Expected Effects of Global Warming on Thunderstorm Frequency and Severity

Meteorologists and climate scientists interested in how global warming have conclusions about the impact warming will have on thunderstorm frequency and severity.   Thunderstorm frequency (related to the slope of the environmental lapse rate) is not expected to change, but the severity of thunderstorms is expected to increase.  The latter is related to the expected increase in the amount of water vapor in the boundary layer.

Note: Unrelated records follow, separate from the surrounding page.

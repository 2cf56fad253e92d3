use std::collections::BTreeMap;

use crate::error::StoreError;
use crate::model::Lookup;

use super::{SharedBlobStore, keys, read_json, write_json};

/// iTunes id → resolved feed, one record per id plus a combined index
#[derive(Clone)]
pub struct LookupStore {
    store: SharedBlobStore,
}

impl LookupStore {
    pub fn new(store: SharedBlobStore) -> Self {
        Self { store }
    }

    pub async fn get(&self, itunes_id: &str) -> Result<Lookup, StoreError> {
        read_json(self.store.as_ref(), &keys::lookup(itunes_id)?).await
    }

    /// Every lookup recorded so far, keyed by iTunes id
    pub async fn all(&self) -> Result<BTreeMap<String, Lookup>, StoreError> {
        match read_json(self.store.as_ref(), keys::ALL_LOOKUPS).await {
            Err(e) if e.is_not_found() => Ok(BTreeMap::new()),
            other => other,
        }
    }

    /// Write each lookup under its own key, then merge them into the index
    pub async fn put_all(&self, lookups: &[Lookup]) -> Result<(), StoreError> {
        if lookups.is_empty() {
            return Ok(());
        }

        for lookup in lookups {
            write_json(self.store.as_ref(), &keys::lookup(&lookup.itunes_id)?, lookup).await?;
        }

        let mut index = self.all().await?;
        for lookup in lookups {
            index.insert(lookup.itunes_id.clone(), lookup.clone());
        }
        write_json(self.store.as_ref(), keys::ALL_LOOKUPS, &index).await
    }
}
// This Source Code Form is subject to the terms of the Mozilla Public
// License, v. 2.0. If a copy of the MPL was not distributed with this
// file, You can obtain one at https://mozilla.org/MPL/2.0/.

use chrono::{DateTime, FixedOffset};

use crate::error::FeedError;
use crate::model::ChannelSummary;

/// A feed as seen by the sync engine: channel metadata plus items in source order
#[derive(Debug, Clone, Default)]
pub struct ExtractedFeed {
    pub channel: ChannelSummary,
    pub items: Vec<FeedItem>,
}

/// A single item of a feed, before it has been assigned an episode id
#[derive(Debug, Clone, PartialEq)]
pub struct FeedItem {
    pub guid: Option<String>,
    pub title: String,
    pub url: String,
    pub mime_type: String,
    pub length: u64,
    pub pub_date: Option<DateTime<FixedOffset>>,
    pub duration: Option<String>,
    pub description: Option<String>,
}

impl FeedItem {
    /// Deduplication key, matching [`crate::model::Episode::identity`]
    pub fn identity(&self) -> &str {
        self.guid.as_deref().unwrap_or(&self.url)
    }
}

/// Turns raw feed bytes into structured channel and item records.
///
/// Fields missing from the source are left empty rather than reported.
pub trait FeedExtractor: Send + Sync {
    fn extract(&self, raw: &[u8]) -> Result<ExtractedFeed, FeedError>;
}

/// RSS 2.0 (with iTunes extensions) extractor
#[derive(Debug, Default, Clone, Copy)]
pub struct RssExtractor;

impl FeedExtractor for RssExtractor {
    fn extract(&self, raw: &[u8]) -> Result<ExtractedFeed, FeedError> {
        parse_feed(raw)
    }
}

/// Parse RSS feed XML bytes into channel metadata and items
pub fn parse_feed(xml_bytes: &[u8]) -> Result<ExtractedFeed, FeedError> {
    let channel = rss::Channel::read_from(xml_bytes)?;

    let items = channel.items().iter().filter_map(parse_item).collect();

    let image_url = channel
        .image()
        .map(|img| img.url().to_string())
        .or_else(|| {
            channel
                .itunes_ext()
                .and_then(|ext| ext.image())
                .map(String::from)
        })
        .unwrap_or_default();

    let author = channel
        .itunes_ext()
        .and_then(|ext| ext.author().map(String::from))
        .or_else(|| channel.managing_editor().map(String::from))
        .unwrap_or_default();

    Ok(ExtractedFeed {
        channel: ChannelSummary {
            title: decode_text(channel.title()),
            author,
            image_url,
            description: decode_text(channel.description()),
        },
        items,
    })
}

/// Items without an enclosure carry nothing to play and are skipped
fn parse_item(item: &rss::Item) -> Option<FeedItem> {
    let enclosure = item.enclosure()?;
    let url = enclosure.url().trim();
    if url.is_empty() {
        return None;
    }

    let pub_date = item.pub_date().and_then(|date_str| {
        DateTime::parse_from_rfc2822(date_str)
            .or_else(|_| parse_relaxed_date(date_str))
            .ok()
    });

    let guid = item
        .guid()
        .map(|g| g.value().trim().to_string())
        .filter(|g| !g.is_empty());

    Some(FeedItem {
        guid,
        title: item
            .title()
            .map(decode_text)
            .unwrap_or_else(|| "Untitled Episode".to_string()),
        url: url.to_string(),
        mime_type: enclosure.mime_type().to_string(),
        length: enclosure.length().trim().parse().unwrap_or(0),
        pub_date,
        duration: item
            .itunes_ext()
            .and_then(|ext| ext.duration().map(String::from)),
        description: item.description().map(decode_text),
    })
}

/// Feeds frequently double-escape entities inside CDATA sections
fn decode_text(text: &str) -> String {
    html_escape::decode_html_entities(text.trim()).into_owned()
}

/// Try to parse dates that don't strictly conform to RFC 2822
fn parse_relaxed_date(date_str: &str) -> Result<DateTime<FixedOffset>, chrono::ParseError> {
    const FORMATS: [&str; 2] = ["%a, %d %b %Y %H:%M:%S %z", "%Y-%m-%d %H:%M:%S %z"];

    DateTime::parse_from_rfc3339(date_str).or_else(|err| {
        FORMATS
            .iter()
            .find_map(|format| DateTime::parse_from_str(date_str, format).ok())
            .ok_or(err)
    })
}

#[cfg(test)]
mod tests {
    use super::*;

    const SAMPLE_FEED: &str = r#"<?xml version="1.0" encoding="UTF-8"?>
<rss version="2.0" xmlns:itunes="http://www.itunes.com/dtds/podcast-1.0.dtd">
  <channel>
    <title>Test Podcast</title>
    <description>Tips &amp;amp; tricks</description>
    <link>https://example.com</link>
    <itunes:author>Test Author</itunes:author>
    <itunes:image href="https://example.com/image.jpg"/>
    <item>
      <title>Episode 1</title>
      <description>First episode</description>
      <pubDate>Mon, 01 Jan 2024 12:00:00 +0000</pubDate>
      <guid>ep1-guid</guid>
      <enclosure url="https://example.com/ep1.mp3" length="1234567" type="audio/mpeg"/>
      <itunes:duration>30:00</itunes:duration>
    </item>
    <item>
      <title>Episode 2</title>
      <enclosure url="https://example.com/ep2.mp3" type="audio/mpeg"/>
    </item>
    <item>
      <title>No Audio</title>
    </item>
  </channel>
</rss>"#;

    #[test]
    fn parse_feed_extracts_channel_metadata() {
        let feed = parse_feed(SAMPLE_FEED.as_bytes()).unwrap();

        assert_eq!(feed.channel.title, "Test Podcast");
        assert_eq!(feed.channel.description, "Tips & tricks");
        assert_eq!(feed.channel.author, "Test Author");
        assert_eq!(feed.channel.image_url, "https://example.com/image.jpg");
    }

    #[test]
    fn parse_feed_extracts_items_in_source_order() {
        let feed = RssExtractor.extract(SAMPLE_FEED.as_bytes()).unwrap();

        assert_eq!(feed.items.len(), 2);

        let ep1 = &feed.items[0];
        assert_eq!(ep1.title, "Episode 1");
        assert_eq!(ep1.guid.as_deref(), Some("ep1-guid"));
        assert_eq!(ep1.identity(), "ep1-guid");
        assert_eq!(ep1.duration.as_deref(), Some("30:00"));
        assert_eq!(ep1.length, 1234567);
        assert!(ep1.pub_date.is_some());

        let ep2 = &feed.items[1];
        assert!(ep2.guid.is_none());
        assert_eq!(ep2.identity(), "https://example.com/ep2.mp3");
        assert_eq!(ep2.length, 0);
        assert!(ep2.pub_date.is_none());
    }

    #[test]
    fn parse_feed_tolerates_missing_channel_fields() {
        let minimal = r#"<?xml version="1.0"?>
<rss version="2.0"><channel><title>Bare</title><link>https://x</link><description></description></channel></rss>"#;
        let feed = parse_feed(minimal.as_bytes()).unwrap();

        assert_eq!(feed.channel.title, "Bare");
        assert_eq!(feed.channel.author, "");
        assert_eq!(feed.channel.image_url, "");
        assert!(feed.items.is_empty());
    }

    #[test]
    fn parse_feed_rejects_garbage() {
        assert!(parse_feed(b"this is not xml").is_err());
    }

    #[test]
    fn relaxed_dates_are_accepted() {
        assert!(parse_relaxed_date("2024-01-15T10:00:00+01:00").is_ok());
        assert!(parse_relaxed_date("yesterday").is_err());
    }
}
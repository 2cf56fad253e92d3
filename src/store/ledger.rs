use crate::error::StoreError;
use crate::model::{Episode, FeedSnapshot};

use super::{SharedBlobStore, keys, read_json, write_json};

/// Podcast id → episode list and latest feed snapshot
#[derive(Clone)]
pub struct EpisodeLedger {
    store: SharedBlobStore,
}

impl EpisodeLedger {
    pub fn new(store: SharedBlobStore) -> Self {
        Self { store }
    }

    pub async fn episodes(&self, podcast_id: &str) -> Result<Vec<Episode>, StoreError> {
        read_json(self.store.as_ref(), &keys::episodes(podcast_id)?).await
    }

    /// The recorded episode list, or an empty one for a podcast never synced
    pub async fn episodes_or_empty(&self, podcast_id: &str) -> Result<Vec<Episode>, StoreError> {
        match self.episodes(podcast_id).await {
            Err(e) if e.is_not_found() => Ok(Vec::new()),
            other => other,
        }
    }

    pub async fn put_episodes(
        &self,
        podcast_id: &str,
        episodes: &[Episode],
    ) -> Result<(), StoreError> {
        write_json(self.store.as_ref(), &keys::episodes(podcast_id)?, &episodes).await
    }

    pub async fn exists(&self, podcast_id: &str) -> Result<bool, StoreError> {
        self.store.exists(&keys::episodes(podcast_id)?).await
    }

    pub async fn snapshot(&self, podcast_id: &str) -> Result<FeedSnapshot, StoreError> {
        read_json(self.store.as_ref(), &keys::snapshot(podcast_id)?).await
    }

    pub async fn put_snapshot(&self, snapshot: &FeedSnapshot) -> Result<(), StoreError> {
        write_json(
            self.store.as_ref(),
            &keys::snapshot(&snapshot.podcast_id)?,
            snapshot,
        )
        .await
    }
}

Since global warming is expected to affect all levels of the troposphere equally, then the slope of the environmental lapse rate will be the same.  However, if this warming in lower levels is matched by an increase in actual mixing ratios (more water vapor and higher dew points), then the CAPE would be expected to increase dramatically.  For the case shown, the LCL and LFC for all three scenarios are the same;  a cloud base would be found at the ground and the soundings are absolutely unstable.  However, the CAPE for the warmest case would be extremely large.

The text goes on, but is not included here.